Conflict in Ukraine began with Russia’s concern that another former Soviet republic would fall into NATO’s hands. In a caricatured geopolitical rendition of “Men are from Mars, Women are from Venus,” East and West find themselves talking past each other with neither willing to listen to the other in translation.
For Russia, NATO expansion represents an existential threat as NATO encroached into the former Soviet bloc and then the former USSR itself, despite promises by U.S. Secretary of State James Baker in 1990 that it would not. The U.S. and Europe see NATO as defensive. Russia sees it as encircling. NATO sees itself as a benign alliance of democracies.
Meanwhile, Russia’s answer to that, cueing singer Jim Morrison, is one of “the future’s uncertain and the end is always near.” Russia previously observed a Germany that switched from democracy to an apocalyptic fascist regime overnight. And, while that was long ago, given the massive loss of life, World War II still holds a central place in Russia’s consciousness, as did the Civil War for many decades in the United States.
Presidents Bill Clinton and later George W. Bush ignored Baker’s pledge and expanded NATO anyway. George Kennan, the dean of Cold War U.S. diplomats (and a Milwaukee native), strongly cautioned against the spread of the alliance eastward. In his last years, Kennan declared in The New York Times that “Expanding NATO would be the most fateful error of American policy in the entire post-Cold War era,” one likely “to restore the atmosphere of the Cold War to East-West relations, and to impel Russian foreign policy in directions decidedly not to our liking.” Such foreshadowing should have been heeded.
Vladimir Putin is no democrat, but he’s also no extremist of the Vladimir Zhirinovsky or even Alexander Dugin variety committed to gathering Russian speakers into a “Greater Russia.” But he could be if pushed.
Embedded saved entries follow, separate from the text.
//! Structured logging setup and elapsed-time events
//!
//! [`set_default_logger`] installs a JSON subscriber on stdout at `INFO`.
//! [`configure_logger`] installs one built from a [`LoggingConfig`], and
//! [`build_dispatch`] builds the same subscriber without installing it so that
//! embedding applications and tests can scope it with
//! `tracing::dispatcher::with_default`.

use std::time::{Duration, Instant};
use tracing::{Dispatch, Level, debug, error, info, trace, warn};
use tracing_subscriber::EnvFilter;
use tracing_subscriber::fmt::MakeWriter;

use crate::config::{LogFormat, LogTarget, LoggingConfig};
use crate::constants::LOG_ELAPSED_PRECISION;
use crate::error::{Error, Result};

pub use crate::constants::{
    LOG_ELAPSED_TIME_KEY, LOG_ERROR_KEY, LOG_EVENT_SOURCE_KEY, LOG_PATH_KEY,
};

/// Install a JSON subscriber on stdout logging `INFO` and above
pub fn set_default_logger() -> Result<()> {
    configure_logger(&LoggingConfig::default())
}

/// Install a global subscriber built from `config`
///
/// Fails if a global subscriber has already been installed.
pub fn configure_logger(config: &LoggingConfig) -> Result<()> {
    let dispatch = match config.target {
        LogTarget::Stdout => build_dispatch(config, std::io::stdout),
        LogTarget::Stderr => build_dispatch(config, std::io::stderr),
    };

    tracing::dispatcher::set_global_default(dispatch)
        .map_err(|e| Error::logging(e.to_string()))?;

    debug!("Logging initialized at level: {}", config.level);
    Ok(())
}

/// Build a subscriber for `config` writing through `make_writer`
pub fn build_dispatch<W>(config: &LoggingConfig, make_writer: W) -> Dispatch
where
    W: for<'w> MakeWriter<'w> + Send + Sync + 'static,
{
    let builder = tracing_subscriber::fmt()
        .with_env_filter(build_filter(config))
        .with_writer(make_writer)
        .with_ansi(config.target == LogTarget::Stderr)
        .with_target(false)
        .with_level(true);

    match config.format {
        LogFormat::Json => Dispatch::new(builder.json().finish()),
        LogFormat::Pretty => Dispatch::new(builder.pretty().finish()),
        LogFormat::Compact => Dispatch::new(builder.compact().finish()),
    }
}

fn build_filter(config: &LoggingConfig) -> EnvFilter {
    if config.respect_env {
        EnvFilter::try_from_default_env().unwrap_or_else(|_| EnvFilter::new(config.filter_directive()))
    } else {
        EnvFilter::new(config.filter_directive())
    }
}

/// Log the time elapsed since `start_time` for `event_name`
///
/// The event carries `event_source` and `elapsed_time` (seconds) fields.
pub fn log_elapsed_time(level: Level, event_name: &str, start_time: Instant) {
    let elapsed = format_seconds(start_time.elapsed());

    if level == Level::ERROR {
        error!(event_source = event_name, elapsed_time = %elapsed, "elapsed time");
    } else if level == Level::WARN {
        warn!(event_source = event_name, elapsed_time = %elapsed, "elapsed time");
    } else if level == Level::INFO {
        info!(event_source = event_name, elapsed_time = %elapsed, "elapsed time");
    } else if level == Level::DEBUG {
        debug!(event_source = event_name, elapsed_time = %elapsed, "elapsed time");
    } else {
        trace!(event_source = event_name, elapsed_time = %elapsed, "elapsed time");
    }
}

fn format_seconds(elapsed: Duration) -> String {
    format!("{:.*}", LOG_ELAPSED_PRECISION, elapsed.as_secs_f64())
}

/// Logs the elapsed time of a scope when dropped
///
/// ```
/// use utilkit::logging::ElapsedTimer;
///
/// fn add(x: i32, y: i32) -> i32 {
///     let _timer = ElapsedTimer::start(tracing::Level::INFO, "add");
///     x + y
/// }
/// assert_eq!(add(1, 2), 3);
/// ```
#[derive(Debug)]
pub struct ElapsedTimer {
    level: Level,
    event_name: String,
    start_time: Instant,
}

impl ElapsedTimer {
    pub fn start(level: Level, event_name: impl Into<String>) -> Self {
        Self {
            level,
            event_name: event_name.into(),
            start_time: Instant::now(),
        }
    }

    pub fn elapsed(&self) -> Duration {
        self.start_time.elapsed()
    }
}

impl Drop for ElapsedTimer {
    fn drop(&mut self) {
        log_elapsed_time(self.level, &self.event_name, self.start_time);
    }
}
Putin sees himself as the CEO of a country run as a corporation. This should give one simultaneously both pause and relief, as it hints at his authoritarian tendencies, but also his disinterest in ruinous adventures motivated by ideology.
Putin is a pragmatist seeking to advance Russian economic and geopolitical power. He has been a partner in the war on terror and previously hinted at wanting to join NATO. Rebuffed, that rebuke proved costly as it set him on a course of independent action.
Europe and the U.S., by contrast, express their normative view that all countries are entitled to self-determination. For them, Russia’s concerns are anchored in a past that no longer exists. Moreover, East/Central Europe had its own unpleasant experience with a neighbor: the USSR. Russia needs to recognize that. Yet, if Europe and the U.S. can resist the temptation to exercise their right to admit new entrants to NATO, they might yet find an accommodation with Russia that benefits all, especially Ukraine.
As Mark Twain intoned, “history does not repeat itself, but it does rhyme.” At World War I’s centennial, we seem perilously close to sounding out a new history that rhymes with the years 1914-1945. Europe and the U.S. can best help by halting NATO expansion and working with Russia to develop Ukraine together.
The smart answer for Ukraine is “Finlandization,” not NATO. Caught between East and West, and once part of the Russian Empire and later an enemy of the USSR, after World War II Finland opted to develop its economy and security by engaging both East and West as a Rosetta Stone of sorts for both. The result was peace and prosperity in one of the great success stories of the 20th century.
A Ukraine that finds cooperation with both Europe and Russia might just untie its Gordian Knot and become the great success of our century.